A lot of it is down to luck.
Like for example I got with a lovely guy, highly ambitious, educated, was chosen out of hundreds for job roles, sent all over the world to train other people. Given holidays in 5* hotels as "bonuses".
Behind closed doors, after giving birth to his two sons he turned out to be controlling, abusive, moody, SO SECRETIVE, and wanted all his old freedom (and his younger, childless ex girlfriend) back. Which he went and got. He left me devastated and depressed. I was supposed to pull myself out of it, brush myself down and move on. Be this big powerful single parent figure that you hear about on here... do everything, run the house, full time job, raise my kids, cook... but after years of abuse I just had nothing left. I felt rotten inside and out.
My eldest who is 8 is suffering the effects of all this. He is terrified of the world. He gets barely any enjoyment out of life. He remembers it all. The way ex spoke to me, the breakdown I had which went on and on. Youngest doesn't remember any of it and was only a baby when I started out on my own and eventually sorted myself out, got into a healthy routine, and drew up a new future for us all. I was so much happier by the time youngest turned 3. He's about to turn 4 and just bursting with happiness. Nursery ADORE him he is so quirky and confident. He's very lucky he was too young to witness what went on with him and his dad and my subsequent breakdown.

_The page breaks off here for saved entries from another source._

//! Sequential notification queue
//!
//! Notifications are shown one at a time in arrival order. Only the head is
//! presented; the rest wait. Keys deduplicate: showing a key that is already
//! queued keeps the first entry and drops the new one.
//!
//! The queue owns no timers. Auto-hide belongs to the host, which calls
//! [`NotificationQueue::close`] when the head's duration runs out.

use super::id::NotificationKey;
use super::Severity;
use std::collections::VecDeque;
use std::fmt;
use std::sync::Arc;
use std::time::Duration;

/// Label used when an action is given without one
const DEFAULT_ACTION_LABEL: &str = "Action";

/// Optional button on a notification
#[derive(Clone)]
pub struct NotificationAction {
    pub label: String,
    callback: Arc<dyn Fn() + Send + Sync>,
}

impl fmt::Debug for NotificationAction {
    fn fmt(&self, f: &mut fmt::Formatter<'_>) -> fmt::Result {
        f.debug_struct("NotificationAction")
            .field("label", &self.label)
            .finish_non_exhaustive()
    }
}

impl NotificationAction {
    pub fn new(label: Option<String>, callback: impl Fn() + Send + Sync + 'static) -> Self {
        Self {
            label: label.unwrap_or_else(|| DEFAULT_ACTION_LABEL.to_string()),
            callback: Arc::new(callback),
        }
    }

    pub fn invoke(&self) {
        (self.callback)();
    }
}

/// Options for [`NotificationQueue::show`]
#[derive(Debug, Clone, Default)]
pub struct NotificationOptions {
    /// Dedup key; generated when absent
    pub key: Option<NotificationKey>,
    pub severity: Severity,
    /// How long the host keeps this on screen once it is the head
    pub auto_hide: Option<Duration>,
    pub action: Option<NotificationAction>,
}

impl NotificationOptions {
    pub fn new(severity: Severity) -> Self {
        Self {
            severity,
            ..Self::default()
        }
    }

    pub fn key(mut self, key: impl Into<NotificationKey>) -> Self {
        self.key = Some(key.into());
        self
    }

    pub fn auto_hide(mut self, after: Duration) -> Self {
        self.auto_hide = Some(after);
        self
    }

    pub fn action(mut self, action: NotificationAction) -> Self {
        self.action = Some(action);
        self
    }
}

/// A queued notification
#[derive(Debug, Clone)]
pub struct NotificationEntry {
    pub key: NotificationKey,
    pub message: String,
    pub severity: Severity,
    pub auto_hide: Option<Duration>,
    pub action: Option<NotificationAction>,
    seq: u64,
}

impl NotificationEntry {
    /// Position in arrival order; differs for every `show` that enqueues
    pub fn seq(&self) -> u64 {
        self.seq
    }
}

/// What the host renders: the head plus a count when more are waiting
#[derive(Debug, Clone, Copy)]
pub struct NotificationView<'a> {
    pub entry: &'a NotificationEntry,
    /// Queue length, only set when more than one notification is queued
    pub badge: Option<usize>,
}

/// FIFO of notifications keyed for deduplication
#[derive(Debug, Default)]
pub struct NotificationQueue {
    entries: VecDeque<NotificationEntry>,
    next_seq: u64,
}

impl NotificationQueue {
    pub fn new() -> Self {
        Self::default()
    }

    /// Enqueue a notification and return its key
    ///
    /// If the key is already queued nothing changes and the existing key is
    /// returned; the new message and options are discarded.
    pub fn show(&mut self, message: impl Into<String>, options: NotificationOptions) -> NotificationKey {
        let NotificationOptions {
            key,
            severity,
            auto_hide,
            action,
        } = options;
        let key = key.unwrap_or_else(NotificationKey::generate);

        if self.contains(&key) {
            tracing::debug!(key = %key, "Duplicate notification dropped");
            return key;
        }

        self.entries.push_back(NotificationEntry {
            key: key.clone(),
            message: message.into(),
            severity,
            auto_hide,
            action,
            seq: self.next_seq,
        });
        self.next_seq += 1;
        tracing::debug!(key = %key, ?severity, queued = self.entries.len(), "Notification queued");
        key
    }

    /// Remove a notification outright; unknown keys are ignored
    ///
    /// Returns whether anything was removed.
    pub fn close(&mut self, key: &NotificationKey) -> bool {
        let Some(index) = self.entries.iter().position(|e| &e.key == key) else {
            tracing::trace!(key = %key, "Close for notification not in queue");
            return false;
        };
        self.entries.remove(index);
        tracing::debug!(key = %key, remaining = self.entries.len(), "Notification closed");
        true
    }

    /// The presented notification
    pub fn head(&self) -> Option<NotificationView<'_>> {
        let entry = self.entries.front()?;
        let badge = (self.entries.len() > 1).then_some(self.entries.len());
        Some(NotificationView { entry, badge })
    }

    pub fn contains(&self, key: &NotificationKey) -> bool {
        self.entries.iter().any(|e| &e.key == key)
    }

    pub fn clear(&mut self) -> usize {
        let dropped = self.entries.len();
        self.entries.clear();
        dropped
    }

    #[cfg(test)]
    pub fn entries(&self) -> impl Iterator<Item = &NotificationEntry> {
        self.entries.iter()
    }

    #[cfg(test)]
    pub fn len(&self) -> usize {
        self.entries.len()
    }

    #[cfg(test)]
    pub fn is_empty(&self) -> bool {
        self.entries.is_empty()
    }
}

#[cfg(test)]
mod tests {
    use super::*;
    use std::sync::atomic::{AtomicUsize, Ordering};

    #[test]
    fn test_show_generates_unique_keys() {
        let mut queue = NotificationQueue::new();
        let a = queue.show("one", NotificationOptions::default());
        let b = queue.show("one", NotificationOptions::default());

        assert_ne!(a, b);
        assert!(a.to_string().starts_with("::notification::"));
        assert_eq!(queue.len(), 2);
    }

    #[test]
    fn test_duplicate_key_is_first_wins() {
        let mut queue = NotificationQueue::new();
        let first = queue.show("first", NotificationOptions::new(Severity::Info).key("k"));
        let second = queue.show(
            "second",
            NotificationOptions::new(Severity::Error).key("k"),
        );

        assert_eq!(first, second);
        assert_eq!(queue.len(), 1);
        let head = queue.head().unwrap();
        assert_eq!(head.entry.message, "first");
        assert_eq!(head.entry.severity, Severity::Info);
    }

    #[test]
    fn test_head_advances_on_close() {
        let mut queue = NotificationQueue::new();
        let k1 = queue.show("m1", NotificationOptions::default());
        queue.show("m2", NotificationOptions::default());
        queue.show("m3", NotificationOptions::default());

        assert_eq!(queue.head().unwrap().badge, Some(3));

        assert!(queue.close(&k1));
        let head = queue.head().unwrap();
        assert_eq!(head.entry.message, "m2");
        assert_eq!(head.badge, Some(2));
    }

    #[test]
    fn test_single_entry_has_no_badge() {
        let mut queue = NotificationQueue::new();
        queue.show("only", NotificationOptions::default());

        assert_eq!(queue.head().unwrap().badge, None);
    }

    #[test]
    fn test_close_unknown_key_is_noop() {
        let mut queue = NotificationQueue::new();
        let key = queue.show("Book deleted successfully.", NotificationOptions::default());

        assert!(queue.close(&key));
        assert!(!queue.close(&key));
        assert!(!queue.close(&NotificationKey::from("never-shown")));
        assert!(queue.head().is_none());
    }

    #[test]
    fn test_closed_key_can_be_shown_again() {
        let mut queue = NotificationQueue::new();
        queue.show("saved", NotificationOptions::default().key("save"));
        queue.close(&NotificationKey::from("save"));

        queue.show("saved again", NotificationOptions::default().key("save"));
        assert_eq!(queue.head().unwrap().entry.message, "saved again");
    }

    #[test]
    fn test_closing_non_head_keeps_order() {
        let mut queue = NotificationQueue::new();
        queue.show("a", NotificationOptions::default().key("a"));
        queue.show("b", NotificationOptions::default().key("b"));
        queue.show("c", NotificationOptions::default().key("c"));

        queue.close(&NotificationKey::from("b"));

        let order: Vec<_> = queue.entries().map(|e| e.message.as_str()).collect();
        assert_eq!(order, vec!["a", "c"]);
    }

    #[test]
    fn test_action_defaults_label_and_invokes() {
        let hits = Arc::new(AtomicUsize::new(0));
        let counter = hits.clone();
        let action = NotificationAction::new(None, move || {
            counter.fetch_add(1, Ordering::SeqCst);
        });

        assert_eq!(action.label, "Action");
        action.invoke();
        assert_eq!(hits.load(Ordering::SeqCst), 1);
    }
}
//! Application state and logic
//!
//! This module contains the main `App` struct and the view state it drives.
//! Keyboard routing and the async operations live in sub-modules.
//!
//! The public entry points are:
//!
//! - [`App::new()`] - Constructor
//! - [`App::handle_event()`] - Event processing
//! - [`App::tick()`] - Timer updates
//! - [`App::rendered()`] - Mark frame as rendered

pub mod form;
mod keyboard;
mod operations;

pub use form::{BookForm, FormMode};

use crate::books::{Book, BookApi, BookPage, ListQuery};
use crate::config::ShelfdashConfig;
use crate::errors::OverlayError;
use crate::event::Event;
use crate::overlay::{Clock, OverlayContext, OverlayId};
use std::collections::HashMap;
use std::sync::Arc;
use tokio::sync::mpsc;

/// Which main view is active
#[derive(Debug, Clone, Copy, PartialEq, Eq, Default)]
pub enum View {
    #[default]
    List,
    Detail,
    Form,
}

/// Book table state
#[derive(Debug, Clone)]
pub struct ListView {
    pub query: ListQuery,
    pub page: BookPage,
    pub selected: usize,
    pub loading: bool,
    /// Keys go to the search box
    pub searching: bool,
    /// Sequence number of the latest list request
    pub request: u64,
}

impl ListView {
    fn new(page_size: usize) -> Self {
        Self {
            query: ListQuery::new(page_size),
            page: BookPage::default(),
            selected: 0,
            loading: false,
            searching: false,
            request: 0,
        }
    }

    pub fn selected_book(&self) -> Option<&Book> {
        self.page.items.get(self.selected)
    }

    pub fn page_count(&self) -> usize {
        self.query.page_count(self.page.item_count)
    }

    fn select_next(&mut self) {
        if !self.page.items.is_empty() {
            self.selected = (self.selected + 1).min(self.page.items.len() - 1);
        }
    }

    fn select_previous(&mut self) {
        self.selected = self.selected.saturating_sub(1);
    }

    fn set_page(&mut self, page: BookPage) {
        self.page = page;
        self.selected = self.selected.min(self.page.items.len().saturating_sub(1));
        self.loading = false;
    }

    /// The current page index points past the end, e.g. after a delete
    fn past_last_page(&self) -> bool {
        self.query.page > 0 && self.query.page >= self.page_count()
    }
}

/// Single book view
#[derive(Debug, Clone)]
pub struct DetailView {
    pub id: u64,
    pub book: Option<Book>,
    pub loading: bool,
}

/// Application state and logic
pub struct App {
    pub should_quit: bool,
    pub show_help: bool,
    /// Dirty flag: true if UI needs re-render (render-on-change optimization)
    pub needs_render: bool,
    pub view: View,
    pub list: ListView,
    pub detail: Option<DetailView>,
    pub form: Option<BookForm>,
    /// Dialogs and notifications
    pub overlays: OverlayContext,
    /// Text typed into open prompt dialogs
    pub prompt_inputs: HashMap<OverlayId, String>,
    pub api: Arc<dyn BookApi>,
    /// Event sender for async operations
    pub event_tx: mpsc::Sender<Event>,
}

impl App {
    pub fn new(
        config: &ShelfdashConfig,
        api: Arc<dyn BookApi>,
        event_tx: mpsc::Sender<Event>,
        clock: Arc<dyn Clock>,
    ) -> Self {
        Self {
            should_quit: false,
            show_help: false,
            needs_render: true, // Always render first frame
            view: View::List,
            list: ListView::new(config.list.page_size),
            detail: None,
            form: None,
            overlays: OverlayContext::new(&config.overlay, clock),
            prompt_inputs: HashMap::new(),
            api,
            event_tx,
        }
    }

    /// Handle incoming events
    pub fn handle_event(&mut self, event: Event) {
        match event {
            Event::Key(key) => self.handle_key(key),
            Event::Resize => {}
            Event::Reload => self.load_books(),
            Event::BooksLoaded { request, .. } if request != self.list.request => {
                tracing::debug!(request, current = self.list.request, "Dropping stale book list");
            }
            Event::BooksLoaded {
                result: Ok(page), ..
            } => {
                tracing::debug!(items = page.items.len(), total = page.item_count, "Books loaded");
                self.list.set_page(page);
                self.overlays.close_notification(&operations::load_error_key());
                if self.list.past_last_page() {
                    self.list.query.page = self.list.page_count() - 1;
                    tracing::debug!(page = self.list.query.page, "Page gone, moving to last page");
                    self.load_books();
                }
            }
            Event::BooksLoaded { result: Err(e), .. } => {
                self.list.loading = false;
                self.report_load_error(&e);
            }
            Event::OpenBook(id) => self.open_book(id),
            Event::BookLoaded { id, result } => self.book_loaded(id, result),
            Event::BookSaved { edited, result } => self.book_saved(edited, result),
            Event::BookDeleted(id) => {
                tracing::info!(id, "Book deleted");
                if self.view == View::Detail && self.detail.as_ref().is_some_and(|d| d.id == id) {
                    self.show_list();
                }
                self.load_books();
            }
            Event::ShowList => self.show_list(),
            Event::Notify { message, severity } => {
                let options = self.overlays.toast(severity);
                self.overlays.show_notification(message, options);
            }
            Event::DialogHookFinished {
                id,
                result,
                outcome,
            } => match self.overlays.dialogs_mut().finish_close(id, result, outcome) {
                Ok(()) => {}
                Err(OverlayError::UnknownRequest(id)) => {
                    tracing::warn!(id = %id, "Hook finished for a dialog that is gone");
                }
                Err(e) => tracing::debug!(error = %e, "Dialog kept open"),
            },
        }
        self.needs_render = true;
    }

    /// Advance overlay timers
    pub fn tick(&mut self) {
        if self.overlays.tick() {
            let dialogs = self.overlays.dialogs();
            self.prompt_inputs.retain(|id, _| dialogs.get(*id).is_some());
            self.needs_render = true;
        }
    }

    /// Called after render to reset dirty flag
    pub fn rendered(&mut self) {
        self.needs_render = false;
    }

    fn show_list(&mut self) {
        self.view = View::List;
        self.detail = None;
        self.form = None;
    }
}
//! Injected clock and deadline timers
//!
//! Overlay timers are plain deadlines polled from the UI tick instead of
//! spawned sleeps. Nothing fires on its own, so tearing the context down only
//! has to drop the pending deadlines, and tests drive time with [`ManualClock`].

use std::collections::{BTreeMap, HashMap};
use std::fmt;
use std::time::Instant;
#[cfg(test)]
use std::{sync::Mutex, time::Duration};

/// Source of the current instant
pub trait Clock: Send + Sync + fmt::Debug {
    fn now(&self) -> Instant;
}

/// Wall clock backed by [`Instant::now`]
#[derive(Debug, Default, Clone, Copy)]
pub struct SystemClock;

impl Clock for SystemClock {
    fn now(&self) -> Instant {
        Instant::now()
    }
}

/// Virtual clock that only moves when told to
#[cfg(test)]
#[derive(Debug)]
pub struct ManualClock {
    base: Instant,
    offset: Mutex<Duration>,
}

#[cfg(test)]
impl ManualClock {
    pub fn new() -> Self {
        Self {
            base: Instant::now(),
            offset: Mutex::new(Duration::ZERO),
        }
    }

    /// Move virtual time forward
    pub fn advance(&self, by: Duration) {
        let mut offset = self.offset.lock().unwrap_or_else(|e| e.into_inner());
        *offset += by;
    }
}

#[cfg(test)]
impl Clock for ManualClock {
    fn now(&self) -> Instant {
        let offset = self.offset.lock().unwrap_or_else(|e| e.into_inner());
        self.base + *offset
    }
}

/// Handle to a scheduled deadline
#[derive(Debug, Clone, Copy, PartialEq, Eq, Hash, PartialOrd, Ord)]
pub struct TimerId(u64);

/// Set of pending deadlines, each carrying a payload returned on expiry
///
/// Expired payloads come back ordered by deadline, ties broken by scheduling
/// order.
#[derive(Debug)]
pub struct Timers<K> {
    next_id: u64,
    pending: BTreeMap<(Instant, TimerId), K>,
    deadlines: HashMap<TimerId, Instant>,
}

impl<K> Default for Timers<K> {
    fn default() -> Self {
        Self::new()
    }
}

impl<K> Timers<K> {
    pub fn new() -> Self {
        Self {
            next_id: 0,
            pending: BTreeMap::new(),
            deadlines: HashMap::new(),
        }
    }

    /// Schedule `payload` to expire at `deadline`
    pub fn schedule(&mut self, deadline: Instant, payload: K) -> TimerId {
        let id = TimerId(self.next_id);
        self.next_id += 1;
        self.pending.insert((deadline, id), payload);
        self.deadlines.insert(id, deadline);
        id
    }

    /// Cancel a pending timer, returning its payload if it had not fired
    pub fn cancel(&mut self, id: TimerId) -> Option<K> {
        let deadline = self.deadlines.remove(&id)?;
        self.pending.remove(&(deadline, id))
    }

    /// Cancel everything; returns how many timers were dropped
    pub fn cancel_all(&mut self) -> usize {
        let count = self.pending.len();
        self.pending.clear();
        self.deadlines.clear();
        count
    }

    /// Remove and return every payload whose deadline is at or before `now`
    pub fn drain_expired(&mut self, now: Instant) -> Vec<K> {
        let mut expired = Vec::new();
        while let Some(entry) = self.pending.first_entry() {
            let (deadline, id) = *entry.key();
            if deadline > now {
                break;
            }
            self.deadlines.remove(&id);
            expired.push(entry.remove());
        }
        expired
    }

    pub fn len(&self) -> usize {
        self.pending.len()
    }

    #[cfg(test)]
    pub fn is_empty(&self) -> bool {
        self.pending.is_empty()
    }
}

#[cfg(test)]
mod tests {
    use super::*;

    #[test]
    fn test_manual_clock_advances_only_on_request() {
        let clock = ManualClock::new();
        let start = clock.now();
        assert_eq!(clock.now(), start);

        clock.advance(Duration::from_millis(250));
        assert_eq!(clock.now() - start, Duration::from_millis(250));
    }

    #[test]
    fn test_drain_expired_in_deadline_order() {
        let clock = ManualClock::new();
        let now = clock.now();
        let mut timers = Timers::new();

        timers.schedule(now + Duration::from_millis(300), "late");
        timers.schedule(now + Duration::from_millis(100), "early");
        timers.schedule(now + Duration::from_millis(100), "early-second");

        assert!(timers.drain_expired(now).is_empty());
        assert_eq!(
            timers.drain_expired(now + Duration::from_millis(100)),
            vec!["early", "early-second"]
        );
        assert_eq!(timers.len(), 1);
        assert_eq!(
            timers.drain_expired(now + Duration::from_millis(300)),
            vec!["late"]
        );
    }

    #[test]
    fn test_cancelled_timer_never_fires() {
        let now = Instant::now();
        let mut timers = Timers::new();
        let keep = timers.schedule(now, 1);
        let drop = timers.schedule(now, 2);

        assert_eq!(timers.cancel(drop), Some(2));
        assert_eq!(timers.cancel(drop), None);
        assert_eq!(timers.drain_expired(now), vec![1]);
        assert_eq!(timers.cancel(keep), None);
    }

    #[test]
    fn test_cancel_all() {
        let now = Instant::now();
        let mut timers = Timers::new();
        timers.schedule(now, ());
        timers.schedule(now + Duration::from_secs(1), ());

        assert_eq!(timers.cancel_all(), 2);
        assert!(timers.is_empty());
        assert!(timers.drain_expired(now + Duration::from_secs(5)).is_empty());
    }
}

Who knows what is around the corner for us now I've looked into dating again? Another abusive relationship? or a genuinely, lovely affectionate man?
All I know is, after having an attitude like yours for the last god knows how many years is that the dark cloud around you just thickens and it's harder to find your way out. Think of things you've always wanted to do and start planning how you can achieve them. Start now.